Good morning to some, and for others hope the night was fun. So there's this dog on my block who's been using meth for the past year or so. It began with the dog and his lady just doin it for fun because the connection was simply the best and mist convenient for them. The dog had a job at a store and would get paid cash daily, the dog and his lady would get a gram and that would last them 3-4 days. That last for not even a month as the dog began smokin more and more. Next thing the dog and his lady were smoking nearly everyday. Fortunately for the dogs lady she didn't have addiction mindset as her man did. She could stop whenever and not give a fuck about it at all and didn't need it. Dog on the other hand continued his journey as he was harming nobody and his lady would still join every once in a while. Well the dogs owners had found their dogs quag left on his computer desk shelf. So of course my dog took the blame for him and his lady. and was forced into rehab unwillingly. (Either that or homeless ) So the dog went thru his withdrawals, blah blah blah got some clean time and then said fuck it got a sack and just decided on his own maybe he will take a break for himself and just let nature take its course.

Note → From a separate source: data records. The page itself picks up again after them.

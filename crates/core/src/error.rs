use thiserror::Error;

#[derive(Debug, Error)]
pub enum Error {
    #[error("Configuration parse error: {0}")]
    ConfigParse(String),

    #[error("IO error: {0}")]
    Io(#[from] std::io::Error),

    #[error("Invalid value: {0}")]
    InvalidValue(String),

    /// Connection, DNS, timeout or body-read failure. Never produced for a
    /// body that merely fails to decode as JSON.
    #[error("Transport error: {0}")]
    Transport(String),
}

impl From<toml::de::Error> for Error {
    fn from(err: toml::de::Error) -> Self {
        Error::ConfigParse(err.to_string())
    }
}

impl From<toml::ser::Error> for Error {
    fn from(err: toml::ser::Error) -> Self {
        Error::ConfigParse(err.to_string())
    }
}

pub type Result<T> = std::result::Result<T, Error>;
use crate::error::{Error, Result};
use crate::types::Period;

/// Production host of The Numerology API on RapidAPI
pub const API_HOST: &str = "the-numerology-api.p.rapidapi.com";

pub const DEFAULT_BASE_URL: &str = "https://the-numerology-api.p.rapidapi.com";

pub const API_KEY_HEADER: &str = "x-rapidapi-key";
pub const API_HOST_HEADER: &str = "x-rapidapi-host";

/// Remote endpoints, one per client operation
#[derive(Debug, Clone, Copy, PartialEq, Eq, Hash)]
pub enum Endpoint {
    BirthChart,
    BirthChartSvg,
    DailyHoroscope,
    WeeklyHoroscope,
    MonthlyHoroscope,
    DailyPlanetary,
    WeeklyPlanetary,
    MonthlyPlanetary,
    AstrologyAspect,
    AstrologyHouse,
    LifePath,
    AttitudeNumber,
    BalanceNumber,
    ChallengeNumber,
    KarmicDebt,
    KarmicLessons,
    PersonalityNumber,
    DestinyNumber,
    HeartDesire,
    SubconsciousNumber,
    ThoughtNumber,
    LuckyNumbers,
    PeriodCycles,
    LuckyDaysCalendar,
}

impl Endpoint {
    pub const ALL: &'static [Endpoint] = &[
        Endpoint::BirthChart,
        Endpoint::BirthChartSvg,
        Endpoint::DailyHoroscope,
        Endpoint::WeeklyHoroscope,
        Endpoint::MonthlyHoroscope,
        Endpoint::DailyPlanetary,
        Endpoint::WeeklyPlanetary,
        Endpoint::MonthlyPlanetary,
        Endpoint::AstrologyAspect,
        Endpoint::AstrologyHouse,
        Endpoint::LifePath,
        Endpoint::AttitudeNumber,
        Endpoint::BalanceNumber,
        Endpoint::ChallengeNumber,
        Endpoint::KarmicDebt,
        Endpoint::KarmicLessons,
        Endpoint::PersonalityNumber,
        Endpoint::DestinyNumber,
        Endpoint::HeartDesire,
        Endpoint::SubconsciousNumber,
        Endpoint::ThoughtNumber,
        Endpoint::LuckyNumbers,
        Endpoint::PeriodCycles,
        Endpoint::LuckyDaysCalendar,
    ];

    pub fn path(&self) -> &'static str {
        match self {
            Endpoint::BirthChart => "/birth-chart",
            Endpoint::BirthChartSvg => "/birth-chart/svg",
            Endpoint::DailyHoroscope => "/horoscope/today",
            Endpoint::WeeklyHoroscope => "/horoscope/weekly",
            Endpoint::MonthlyHoroscope => "/horoscope/monthly",
            Endpoint::DailyPlanetary => "/horoscope/planetary/daily",
            Endpoint::WeeklyPlanetary => "/horoscope/planetary/weekly",
            Endpoint::MonthlyPlanetary => "/horoscope/planetary/monthly",
            Endpoint::AstrologyAspect => "/horoscope/astrology/aspect",
            Endpoint::AstrologyHouse => "/horoscope/astrology/house",
            Endpoint::LifePath => "/life_path",
            Endpoint::AttitudeNumber => "/attitude_number",
            Endpoint::BalanceNumber => "/balance_number",
            Endpoint::ChallengeNumber => "/challenge_number",
            Endpoint::KarmicDebt => "/karmic_debt",
            Endpoint::KarmicLessons => "/karmic_lessons",
            Endpoint::PersonalityNumber => "/personality_number",
            Endpoint::DestinyNumber => "/destiny_number",
            Endpoint::HeartDesire => "/heart_desire",
            Endpoint::SubconsciousNumber => "/subconscious_number",
            Endpoint::ThoughtNumber => "/thought_number",
            Endpoint::LuckyNumbers => "/lucky_numbers",
            Endpoint::PeriodCycles => "/period_cycles",
            Endpoint::LuckyDaysCalendar => "/lucky-days-calendar",
        }
    }

    pub fn horoscope(period: Period) -> Self {
        match period {
            Period::Daily => Endpoint::DailyHoroscope,
            Period::Weekly => Endpoint::WeeklyHoroscope,
            Period::Monthly => Endpoint::MonthlyHoroscope,
        }
    }

    pub fn planetary(period: Period) -> Self {
        match period {
            Period::Daily => Endpoint::DailyPlanetary,
            Period::Weekly => Endpoint::WeeklyPlanetary,
            Period::Monthly => Endpoint::MonthlyPlanetary,
        }
    }

    /// Full URL for this endpoint under `base_url`
    pub fn url(&self, base_url: &str) -> String {
        join_url(base_url, self.path())
    }
}

pub fn join_url(base_url: &str, path: &str) -> String {
    format!("{}{}", base_url.trim_end_matches('/'), path)
}

/// Path of a compatibility report, e.g. `/horoscope/compatibility/zodiac`.
///
/// `kind` becomes a path segment, so it must be a non-empty run of ASCII
/// letters, digits, `-` or `_`.
pub fn compatibility_path(kind: &str) -> Result<String> {
    let valid = !kind.is_empty()
        && kind.chars().all(|c| c.is_ascii_alphanumeric() || c == '-' || c == '_');
    if !valid {
        return Err(Error::InvalidValue(format!("invalid compatibility type '{}'", kind)));
    }
    Ok(format!("/horoscope/compatibility/{}", kind))
}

Well fast forward about 3 months and the dog has just been wanting some dope. Well now his lady is all "Ms. GrownUp" and totally against herself doing it at this day in time. So my dog manages to talk his way into getting a sack and the lady doesn't seem thrilled. The dogs lady makes the decision that she wont let him continue smoking and hes only tried to explain to her how his brain works and how hers is different from his. She fails to see that her man is happy because now he has tge two things that made him most happy. His lady and his dope. But now that the dogs mood has went from dickhead 24/7 to a content joyful dog enjoying himself at the most.



She doesnt want the dog smoking, the dog doesnt see a problem with it because he always goes to great lengths to give her everything she wants and he never asks or wants anything's from her besides for him to do what makes him happy and we all know that the dog wants his shit.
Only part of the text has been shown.